→ **Exercise aim**
Go through the entries one line at a time, and gather every line that has the word "single".

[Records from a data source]
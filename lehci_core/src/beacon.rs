use crate::advertising::{ad_type, AdvertisingData, AdvertisingDataBuilder, AdvertisingError};
use crate::byte_order::{htobs, twos_complement};
use crate::command::{
    CommandPacket, SetAdvertiseEnable, SetAdvertisingData, SetAdvertisingParameters,
};
use crate::Result;
use uuid::Uuid;

// Flags: LE General Discoverable, BR/EDR not supported, simultaneous LE and
// BR/EDR (host).
const FLAGS: u8 = 0x1A;
// Apple, Inc.
const COMPANY_ID: u16 = 0x004C;
// iBeacon type followed by the length of the remaining beacon fields.
const BEACON_TYPE: [u8; 2] = [0x02, 0x15];
const CALIBRATION_BITS: u32 = 8;

const DEFAULT_RSSI: i8 = -59;
const DEFAULT_INTERVAL: u16 = 100;

#[derive(Clone, Debug, Default)]
pub struct BeaconConfig {
    pub uuid: Option<Uuid>,
    pub major: Option<u16>,
    pub minor: Option<u16>,
    // Calibrated transmit power at 1 meter, in dBm.
    pub rssi: Option<i8>,
    // Advertising interval, in 0.625 ms units.
    pub interval: Option<u16>,
}

/// A proximity beacon identity and its advertising settings.
#[derive(Clone, Copy, Debug, Eq, PartialEq, Hash)]
pub struct Beacon {
    uuid: Uuid,
    major: u16,
    minor: u16,
    rssi: i8,
    interval: u16,
}

impl Beacon {
    pub fn new(uuid: Uuid, major: u16, minor: u16, rssi: i8) -> Self {
        Self {
            uuid,
            major,
            minor,
            rssi,
            interval: DEFAULT_INTERVAL,
        }
    }

    pub fn with_config(config: BeaconConfig) -> Self {
        Self {
            uuid: config.uuid.unwrap_or_else(Uuid::new_v4),
            major: config.major.unwrap_or(0),
            minor: config.minor.unwrap_or(0),
            rssi: config.rssi.unwrap_or(DEFAULT_RSSI),
            interval: config.interval.unwrap_or(DEFAULT_INTERVAL),
        }
    }

    pub fn with_uuid_bytes(uuid: &[u8], major: u16, minor: u16, rssi: i8) -> Result<Self> {
        let uuid = Uuid::from_slice(uuid)
            .map_err(|_| AdvertisingError::InvalidUuidLength(uuid.len()))?;
        Ok(Self::new(uuid, major, minor, rssi))
    }

    pub fn uuid(&self) -> &Uuid {
        &self.uuid
    }

    pub fn major(&self) -> u16 {
        self.major
    }

    pub fn minor(&self) -> u16 {
        self.minor
    }

    pub fn rssi(&self) -> i8 {
        self.rssi
    }

    pub fn interval(&self) -> u16 {
        self.interval
    }

    pub fn advertising_data(&self) -> Result<AdvertisingData> {
        encode_beacon(self.uuid.as_bytes(), self.major, self.minor, self.rssi)
    }

    /// Commands that start advertising this beacon, in order: advertising
    /// parameters, advertise enable, advertising data.
    pub fn commands(&self) -> Result<Vec<CommandPacket>> {
        let parameters = SetAdvertisingParameters {
            interval_min: self.interval,
            interval_max: self.interval,
            ..Default::default()
        };
        Ok(vec![
            CommandPacket::new(&parameters)?,
            CommandPacket::new(&SetAdvertiseEnable { enabled: true })?,
            CommandPacket::new(&SetAdvertisingData(self.advertising_data()?))?,
        ])
    }
}

/// Encodes the iBeacon advertising payload for the given identity.
///
/// `uuid` is copied verbatim and must be exactly 16 bytes. Major and minor go
/// out big-endian; the company identifier is little-endian like every other
/// multi-byte advertising field.
pub fn encode_beacon(
    uuid: &[u8],
    major: u16,
    minor: u16,
    calibrated_tx_power: i8,
) -> Result<AdvertisingData> {
    if uuid.len() != 16 {
        return Err(AdvertisingError::InvalidUuidLength(uuid.len()).into());
    }
    let mut builder = AdvertisingDataBuilder::new();
    builder.push_segment(ad_type::FLAGS, &[FLAGS])?;

    let mut body = Vec::with_capacity(25);
    body.extend_from_slice(&htobs(COMPANY_ID).to_ne_bytes());
    body.extend_from_slice(&BEACON_TYPE);
    body.extend_from_slice(uuid);
    body.extend_from_slice(&major.to_be_bytes());
    body.extend_from_slice(&minor.to_be_bytes());
    body.push(twos_complement(calibrated_tx_power.into(), CALIBRATION_BITS) as u8);
    builder.push_segment(ad_type::MANUFACTURER_SPECIFIC, &body)?;

    let data = builder.build();
    tracing::debug!(major, minor, calibrated_tx_power, len = data.len(), "encoded beacon data");
    Ok(data)
}
use crate::bitfield::BitField;
use crate::byte_order::htobs;
use crate::event::EventCode;
use crate::opcode::Opcode;
use crate::packet::PacketType;
use bytes::{Buf, BufMut, BytesMut};
use thiserror::Error;

// Highest addressable index of each filter field.
pub const FLT_TYPE_BITS: u8 = 31;
pub const FLT_EVENT_BITS: u8 = 63;
pub const FLT_OGF_BITS: u8 = 63;
pub const FLT_OCF_BITS: u8 = 127;

// Size of the packed record: type mask, two event mask words, opcode.
pub const FILTER_SIZE: usize = 14;

#[derive(Clone, Error, Debug, Eq, PartialEq)]
pub enum FilterError {
    #[error("packed filter must be {FILTER_SIZE} bytes long, got {0}")]
    InvalidLength(usize),
}

/// Packet filter for a raw HCI socket.
///
/// Selects which packet types and event codes are delivered to the socket,
/// and optionally a single command opcode. Packet type and event indices are
/// masked to their field width, so out-of-range values alias into range
/// instead of failing. The vendor packet indicator (`0xFF`) maps onto bit 0.
#[derive(Debug, Default, Clone, Copy, Eq, PartialEq, PartialOrd, Ord, Hash)]
pub struct Filter {
    pub type_mask: u32,
    pub event_mask: [u32; 2],
    pub opcode: u16,
}

#[inline]
fn packet_type_bit(t: u8) -> usize {
    if t == PacketType::Vendor.to_byte() {
        0
    } else {
        (t & FLT_TYPE_BITS) as usize
    }
}

#[inline]
fn event_bit(e: u8) -> usize {
    (e & FLT_EVENT_BITS) as usize
}

impl Filter {
    pub const fn new() -> Self {
        Self {
            type_mask: 0,
            event_mask: [0; 2],
            opcode: 0,
        }
    }

    /// Filter used while waiting for the reply to a single command.
    ///
    /// Accepts event packets only: command status, command complete, LE meta
    /// and `event`, with the opcode pinned to `opcode`.
    pub fn for_command_request(opcode: Opcode, event: impl Into<u8>) -> Self {
        let mut filter = Self::new();
        filter.set_packet_type(PacketType::Event);
        filter.set_event(EventCode::CommandStatus);
        filter.set_event(EventCode::CommandComplete);
        filter.set_event(EventCode::LowEnergyMeta);
        filter.set_event(event);
        filter.set_opcode(htobs(opcode.value()));
        tracing::trace!(%opcode, ?filter, "built command request filter");
        filter
    }

    pub fn clear(&mut self) {
        *self = Self::new();
    }

    pub fn set_packet_type(&mut self, t: impl Into<u8>) {
        std::slice::from_mut(&mut self.type_mask).set_bit(packet_type_bit(t.into()));
    }

    pub fn clear_packet_type(&mut self, t: impl Into<u8>) {
        std::slice::from_mut(&mut self.type_mask).clear_bit(packet_type_bit(t.into()));
    }

    pub fn test_packet_type(&self, t: impl Into<u8>) -> bool {
        std::slice::from_ref(&self.type_mask).test_bit(packet_type_bit(t.into()))
    }

    pub fn set_all_packet_types(&mut self) {
        self.type_mask = u32::MAX;
    }

    pub fn set_event(&mut self, e: impl Into<u8>) {
        self.event_mask.set_bit(event_bit(e.into()));
    }

    pub fn clear_event(&mut self, e: impl Into<u8>) {
        self.event_mask.clear_bit(event_bit(e.into()));
    }

    pub fn test_event(&self, e: impl Into<u8>) -> bool {
        self.event_mask.test_bit(event_bit(e.into()))
    }

    pub fn set_all_events(&mut self) {
        self.event_mask = [u32::MAX; 2];
    }

    pub fn set_opcode(&mut self, opcode: u16) {
        self.opcode = opcode;
    }

    pub fn clear_opcode(&mut self) {
        self.opcode = 0;
    }

    pub fn test_opcode(&self, opcode: u16) -> bool {
        self.opcode == opcode
    }

    /// Packs the filter in host byte order, matching the kernel's layout
    /// without trailing padding.
    pub fn to_bytes(&self) -> [u8; FILTER_SIZE] {
        let mut buf = BytesMut::with_capacity(FILTER_SIZE);
        buf.put_slice(&self.type_mask.to_ne_bytes());
        buf.put_slice(&self.event_mask[0].to_ne_bytes());
        buf.put_slice(&self.event_mask[1].to_ne_bytes());
        buf.put_slice(&self.opcode.to_ne_bytes());
        let mut out = [0u8; FILTER_SIZE];
        out.copy_from_slice(&buf);
        out
    }

    pub fn from_bytes(data: impl AsRef<[u8]>) -> Result<Self, FilterError> {
        let mut data = data.as_ref();
        if data.len() != FILTER_SIZE {
            return Err(FilterError::InvalidLength(data.len()));
        }
        let read_u32 = |buf: &mut &[u8]| {
            let mut word = [0u8; 4];
            buf.copy_to_slice(&mut word);
            u32::from_ne_bytes(word)
        };
        let type_mask = read_u32(&mut data);
        let event_mask = [read_u32(&mut data), read_u32(&mut data)];
        let mut half = [0u8; 2];
        data.copy_to_slice(&mut half);
        Ok(Self {
            type_mask,
            event_mask,
            opcode: u16::from_ne_bytes(half),
        })
    }
}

→ **Expected answer**
/// and optionally a single command opcode. Packet type and event indices are
    /// Filter used while waiting for the reply to a single command.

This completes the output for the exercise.